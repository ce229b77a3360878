//! Channel decoder
//!
//! A channel is a compact, underscore-separated identifier locating one job
//! in the hierarchy:
//!
//! ```text
//! <runId>_<agentName>_<targetSeg>[_<rootdomainSeg>[_<subdomainSeg>]]
//! ```
//!
//! A segment equal to the literal `all` stands for "every entity at this
//! level"; the message payload carries the concrete name for the entity the
//! current message addresses. Absent trailing segments leave that level
//! unresolved. The agent and the target must resolve; deeper levels
//! propagate as absent when their segment is missing or unknown.

use thiserror::Error;

use crate::db::Db;
use crate::domain::{Agent, RootDomain, Subdomain, Target};
use crate::store::{AgentRepository, RootDomainRepository, SubdomainRepository, TargetRepository};

/// Segment token that substitutes the message payload
pub const ALL_TOKEN: &str = "all";

#[derive(Debug, Error)]
pub enum DecodeError {
    #[error("channel `{0}` has too few segments")]
    TooFewSegments(String),
    #[error("unknown agent `{0}`")]
    UnknownAgent(String),
    #[error("unknown target `{0}`")]
    UnknownTarget(String),
    #[error(transparent)]
    Store(#[from] anyhow::Error),
}

/// The raw segments of a channel, before any lookup
#[derive(Debug, Clone, PartialEq, Eq)]
pub struct ChannelParts {
    pub run_id: String,
    pub agent: String,
    pub target: String,
    pub root_domain: Option<String>,
    pub subdomain: Option<String>,
}

impl ChannelParts {
    /// Split a channel into its segments, substituting `all` segments with
    /// the payload. Pure; no lookups.
    pub fn parse(channel: &str, payload: &str) -> Result<Self, DecodeError> {
        let segments: Vec<&str> = channel.split('_').collect();
        if segments.len() < 3 || segments.len() > 5 {
            return Err(DecodeError::TooFewSegments(channel.to_string()));
        }

        let resolve = |seg: &str| {
            if seg == ALL_TOKEN {
                payload.to_string()
            } else {
                seg.to_string()
            }
        };

        Ok(Self {
            run_id: segments[0].to_string(),
            agent: segments[1].to_string(),
            target: resolve(segments[2]),
            root_domain: segments.get(3).map(|s| resolve(s)),
            subdomain: segments.get(4).map(|s| resolve(s)),
        })
    }

    /// Whether any entity segment fans out over a whole level
    pub fn has_all_segment(channel: &str) -> bool {
        channel.split('_').skip(2).any(|s| s == ALL_TOKEN)
    }
}

/// A channel resolved against the hierarchy store
#[derive(Debug, Clone)]
pub struct DecodedChannel {
    pub run_id: String,
    pub agent: Agent,
    pub target: Target,
    pub root_domain: Option<RootDomain>,
    pub subdomain: Option<Subdomain>,
}

/// Decode a channel and resolve its entities by exact name.
///
/// Unknown agent or target aborts the job. A root domain or subdomain
/// segment naming an unknown entity resolves to absent, same as a missing
/// segment.
pub fn decode(db: &Db, channel: &str, payload: &str) -> Result<DecodedChannel, DecodeError> {
    let parts = ChannelParts::parse(channel, payload)?;

    let agent = AgentRepository::new(db.clone())
        .get(&parts.agent)?
        .ok_or_else(|| DecodeError::UnknownAgent(parts.agent.clone()))?;

    let target = TargetRepository::new(db.clone())
        .get(&parts.target)?
        .ok_or_else(|| DecodeError::UnknownTarget(parts.target.clone()))?;

    let root_domain = match &parts.root_domain {
        Some(name) => RootDomainRepository::new(db.clone()).get(&target.name, name)?,
        None => None,
    };

    let subdomain = match (&root_domain, &parts.subdomain) {
        (Some(root), Some(name)) => {
            SubdomainRepository::new(db.clone()).get(&target.name, &root.name, name)?
        }
        _ => None,
    };

    Ok(DecodedChannel {
        run_id: parts.run_id,
        agent,
        target,
        root_domain,
        subdomain,
    })
}

#[cfg(test)]
mod tests {
    use super::*;
    use crate::domain::AgentScope;
    use tempfile::tempdir;

    #[test]
    fn test_parse_minimal_channel() {
        let parts = ChannelParts::parse("20260830.1_ASN_acme", "").unwrap();
        assert_eq!(parts.run_id, "20260830.1");
        assert_eq!(parts.agent, "ASN");
        assert_eq!(parts.target, "acme");
        assert_eq!(parts.root_domain, None);
        assert_eq!(parts.subdomain, None);
    }

    #[test]
    fn test_parse_full_channel() {
        let parts = ChannelParts::parse("1_nmap_acme_example.com_www.example.com", "").unwrap();
        assert_eq!(parts.root_domain.as_deref(), Some("example.com"));
        assert_eq!(parts.subdomain.as_deref(), Some("www.example.com"));
    }

    #[test]
    fn test_all_segment_takes_payload() {
        let parts = ChannelParts::parse("1_sub-enum_acme_all", "example.com").unwrap();
        assert_eq!(parts.root_domain.as_deref(), Some("example.com"));

        let parts = ChannelParts::parse("1_nmap_acme_example.com_all", "www.example.com").unwrap();
        assert_eq!(parts.subdomain.as_deref(), Some("www.example.com"));
    }

    #[test]
    fn test_too_few_segments_rejected() {
        assert!(matches!(
            ChannelParts::parse("1_ASN", ""),
            Err(DecodeError::TooFewSegments(_))
        ));
        assert!(matches!(
            ChannelParts::parse("justonesegment", ""),
            Err(DecodeError::TooFewSegments(_))
        ));
    }

    #[test]
    fn test_has_all_segment() {
        assert!(ChannelParts::has_all_segment("1_sub-enum_acme_all"));
        assert!(!ChannelParts::has_all_segment("1_sub-enum_acme_example.com"));
        // `all` in the agent position is a name, not a fan-out token
        assert!(!ChannelParts::has_all_segment("1_all_acme"));
    }

    fn seeded_db(dir: &tempfile::TempDir) -> Db {
        let db = Db::open(&dir.path().join("channel.db")).unwrap();
        AgentRepository::new(db.clone())
            .upsert(&Agent::new("ASN", "asn-lookup {target}", AgentScope::Target))
            .unwrap();
        TargetRepository::new(db.clone())
            .insert(&Target::new("acme"))
            .unwrap();
        RootDomainRepository::new(db.clone())
            .insert(&RootDomain::new("acme", "example.com"))
            .unwrap();
        db
    }

    #[test]
    fn test_decode_resolves_entities() {
        let dir = tempdir().unwrap();
        let db = seeded_db(&dir);

        let decoded = decode(&db, "1_ASN_acme_example.com", "").unwrap();
        assert_eq!(decoded.agent.name, "ASN");
        assert_eq!(decoded.target.name, "acme");
        assert_eq!(decoded.root_domain.unwrap().name, "example.com");
        assert!(decoded.subdomain.is_none());
    }

    #[test]
    fn test_decode_minimal_channel_leaves_deeper_levels_absent() {
        let dir = tempdir().unwrap();
        let db = seeded_db(&dir);

        let decoded = decode(&db, "1_ASN_acme", "").unwrap();
        assert!(decoded.root_domain.is_none());
        assert!(decoded.subdomain.is_none());
    }

    #[test]
    fn test_decode_unknown_agent_and_target_abort() {
        let dir = tempdir().unwrap();
        let db = seeded_db(&dir);

        assert!(matches!(
            decode(&db, "1_ghost_acme", ""),
            Err(DecodeError::UnknownAgent(_))
        ));
        assert!(matches!(
            decode(&db, "1_ASN_ghost", ""),
            Err(DecodeError::UnknownTarget(_))
        ));
    }

    #[test]
    fn test_decode_unknown_root_domain_resolves_absent() {
        let dir = tempdir().unwrap();
        let db = seeded_db(&dir);

        let decoded = decode(&db, "1_ASN_acme_unknown.org_www.unknown.org", "").unwrap();
        assert!(decoded.root_domain.is_none());
        assert!(decoded.subdomain.is_none());
    }
}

ASSIGNMENT: Give the records again, unchanged and complete.

EXERCISE ANSWER:
repository ce229b77a3360878
//! Channel decoder
//!
//! A channel is a compact, underscore-separated identifier locating one job
//! in the hierarchy:
//!
//! ```text
//! <runId>_<agentName>_<targetSeg>[_<rootdomainSeg>[_<subdomainSeg>]]
//! ```
//!
//! A segment equal to the literal `all` stands for "every entity at this
//! level"; the message payload carries the concrete name for the entity the
//! current message addresses. Absent trailing segments leave that level
//! unresolved. The agent and the target must resolve; deeper levels
//! propagate as absent when their segment is missing or unknown.

use thiserror::Error;

use crate::db::Db;
use crate::domain::{Agent, RootDomain, Subdomain, Target};
use crate::store::{AgentRepository, RootDomainRepository, SubdomainRepository, TargetRepository};

/// Segment token that substitutes the message payload
pub const ALL_TOKEN: &str = "all";

#[derive(Debug, Error)]
pub enum DecodeError {
    #[error("channel `{0}` has too few segments")]
    TooFewSegments(String),
    #[error("unknown agent `{0}`")]
    UnknownAgent(String),
    #[error("unknown target `{0}`")]
    UnknownTarget(String),
    #[error(transparent)]
    Store(#[from] anyhow::Error),
}

/// The raw segments of a channel, before any lookup
#[derive(Debug, Clone, PartialEq, Eq)]
pub struct ChannelParts {
    pub run_id: String,
    pub agent: String,
    pub target: String,
    pub root_domain: Option<String>,
    pub subdomain: Option<String>,
}

impl ChannelParts {
    /// Split a channel into its segments, substituting `all` segments with
    /// the payload. Pure; no lookups.
    pub fn parse(channel: &str, payload: &str) -> Result<Self, DecodeError> {
        let segments: Vec<&str> = channel.split('_').collect();
        if segments.len() < 3 || segments.len() > 5 {
            return Err(DecodeError::TooFewSegments(channel.to_string()));
        }

        let resolve = |seg: &str| {
            if seg == ALL_TOKEN {
                payload.to_string()
            } else {
                seg.to_string()
            }
        };

        Ok(Self {
            run_id: segments[0].to_string(),
            agent: segments[1].to_string(),
            target: resolve(segments[2]),
            root_domain: segments.get(3).map(|s| resolve(s)),
            subdomain: segments.get(4).map(|s| resolve(s)),
        })
    }

    /// Whether any entity segment fans out over a whole level
    pub fn has_all_segment(channel: &str) -> bool {
        channel.split('_').skip(2).any(|s| s == ALL_TOKEN)
    }
}

/// A channel resolved against the hierarchy store
#[derive(Debug, Clone)]
pub struct DecodedChannel {
    pub run_id: String,
    pub agent: Agent,
    pub target: Target,
    pub root_domain: Option<RootDomain>,
    pub subdomain: Option<Subdomain>,
}

/// Decode a channel and resolve its entities by exact name.
///
/// Unknown agent or target aborts the job. A root domain or subdomain
/// segment naming an unknown entity resolves to absent, same as a missing
/// segment.
pub fn decode(db: &Db, channel: &str, payload: &str) -> Result<DecodedChannel, DecodeError> {
    let parts = ChannelParts::parse(channel, payload)?;

    let agent = AgentRepository::new(db.clone())
        .get(&parts.agent)?
        .ok_or_else(|| DecodeError::UnknownAgent(parts.agent.clone()))?;

    let target = TargetRepository::new(db.clone())
        .get(&parts.target)?
        .ok_or_else(|| DecodeError::UnknownTarget(parts.target.clone()))?;

    let root_domain = match &parts.root_domain {
        Some(name) => RootDomainRepository::new(db.clone()).get(&target.name, name)?,
        None => None,
    };

    let subdomain = match (&root_domain, &parts.subdomain) {
        (Some(root), Some(name)) => {
            SubdomainRepository::new(db.clone()).get(&target.name, &root.name, name)?
        }
        _ => None,
    };

    Ok(DecodedChannel {
        run_id: parts.run_id,
        agent,
        target,
        root_domain,
        subdomain,
    })
}

#[cfg(test)]
mod tests {
    use super::*;
    use crate::domain::AgentScope;
    use tempfile::tempdir;

    #[test]
    fn test_parse_minimal_channel() {
        let parts = ChannelParts::parse("20260830.1_ASN_acme", "").unwrap();
        assert_eq!(parts.run_id, "20260830.1");
        assert_eq!(parts.agent, "ASN");
        assert_eq!(parts.target, "acme");
        assert_eq!(parts.root_domain, None);
        assert_eq!(parts.subdomain, None);
    }

    #[test]
    fn test_parse_full_channel() {
        let parts = ChannelParts::parse("1_nmap_acme_example.com_www.example.com", "").unwrap();
        assert_eq!(parts.root_domain.as_deref(), Some("example.com"));
        assert_eq!(parts.subdomain.as_deref(), Some("www.example.com"));
    }

    #[test]
    fn test_all_segment_takes_payload() {
        let parts = ChannelParts::parse("1_sub-enum_acme_all", "example.com").unwrap();
        assert_eq!(parts.root_domain.as_deref(), Some("example.com"));

        let parts = ChannelParts::parse("1_nmap_acme_example.com_all", "www.example.com").unwrap();
        assert_eq!(parts.subdomain.as_deref(), Some("www.example.com"));
    }

    #[test]
    fn test_too_few_segments_rejected() {
        assert!(matches!(
            ChannelParts::parse("1_ASN", ""),
            Err(DecodeError::TooFewSegments(_))
        ));
        assert!(matches!(
            ChannelParts::parse("justonesegment", ""),
            Err(DecodeError::TooFewSegments(_))
        ));
    }

    #[test]
    fn test_has_all_segment() {
        assert!(ChannelParts::has_all_segment("1_sub-enum_acme_all"));
        assert!(!ChannelParts::has_all_segment("1_sub-enum_acme_example.com"));
        // `all` in the agent position is a name, not a fan-out token
        assert!(!ChannelParts::has_all_segment("1_all_acme"));
    }

    fn seeded_db(dir: &tempfile::TempDir) -> Db {
        let db = Db::open(&dir.path().join("channel.db")).unwrap();
        AgentRepository::new(db.clone())
            .upsert(&Agent::new("ASN", "asn-lookup {target}", AgentScope::Target))
            .unwrap();
        TargetRepository::new(db.clone())
            .insert(&Target::new("acme"))
            .unwrap();
        RootDomainRepository::new(db.clone())
            .insert(&RootDomain::new("acme", "example.com"))
            .unwrap();
        db
    }

    #[test]
    fn test_decode_resolves_entities() {
        let dir = tempdir().unwrap();
        let db = seeded_db(&dir);

        let decoded = decode(&db, "1_ASN_acme_example.com", "").unwrap();
        assert_eq!(decoded.agent.name, "ASN");
        assert_eq!(decoded.target.name, "acme");
        assert_eq!(decoded.root_domain.unwrap().name, "example.com");
        assert!(decoded.subdomain.is_none());
    }

    #[test]
    fn test_decode_minimal_channel_leaves_deeper_levels_absent() {
        let dir = tempdir().unwrap();
        let db = seeded_db(&dir);

        let decoded = decode(&db, "1_ASN_acme", "").unwrap();
        assert!(decoded.root_domain.is_none());
        assert!(decoded.subdomain.is_none());
    }

    #[test]
    fn test_decode_unknown_agent_and_target_abort() {
        let dir = tempdir().unwrap();
        let db = seeded_db(&dir);

        assert!(matches!(
            decode(&db, "1_ghost_acme", ""),
            Err(DecodeError::UnknownAgent(_))
        ));
        assert!(matches!(
            decode(&db, "1_ASN_ghost", ""),
            Err(DecodeError::UnknownTarget(_))
        ));
    }

    #[test]
    fn test_decode_unknown_root_domain_resolves_absent() {
        let dir = tempdir().unwrap();
        let db = seeded_db(&dir);

        let decoded = decode(&db, "1_ASN_acme_unknown.org_www.unknown.org", "").unwrap();
        assert!(decoded.root_domain.is_none());
        assert!(decoded.subdomain.is_none());
    }
}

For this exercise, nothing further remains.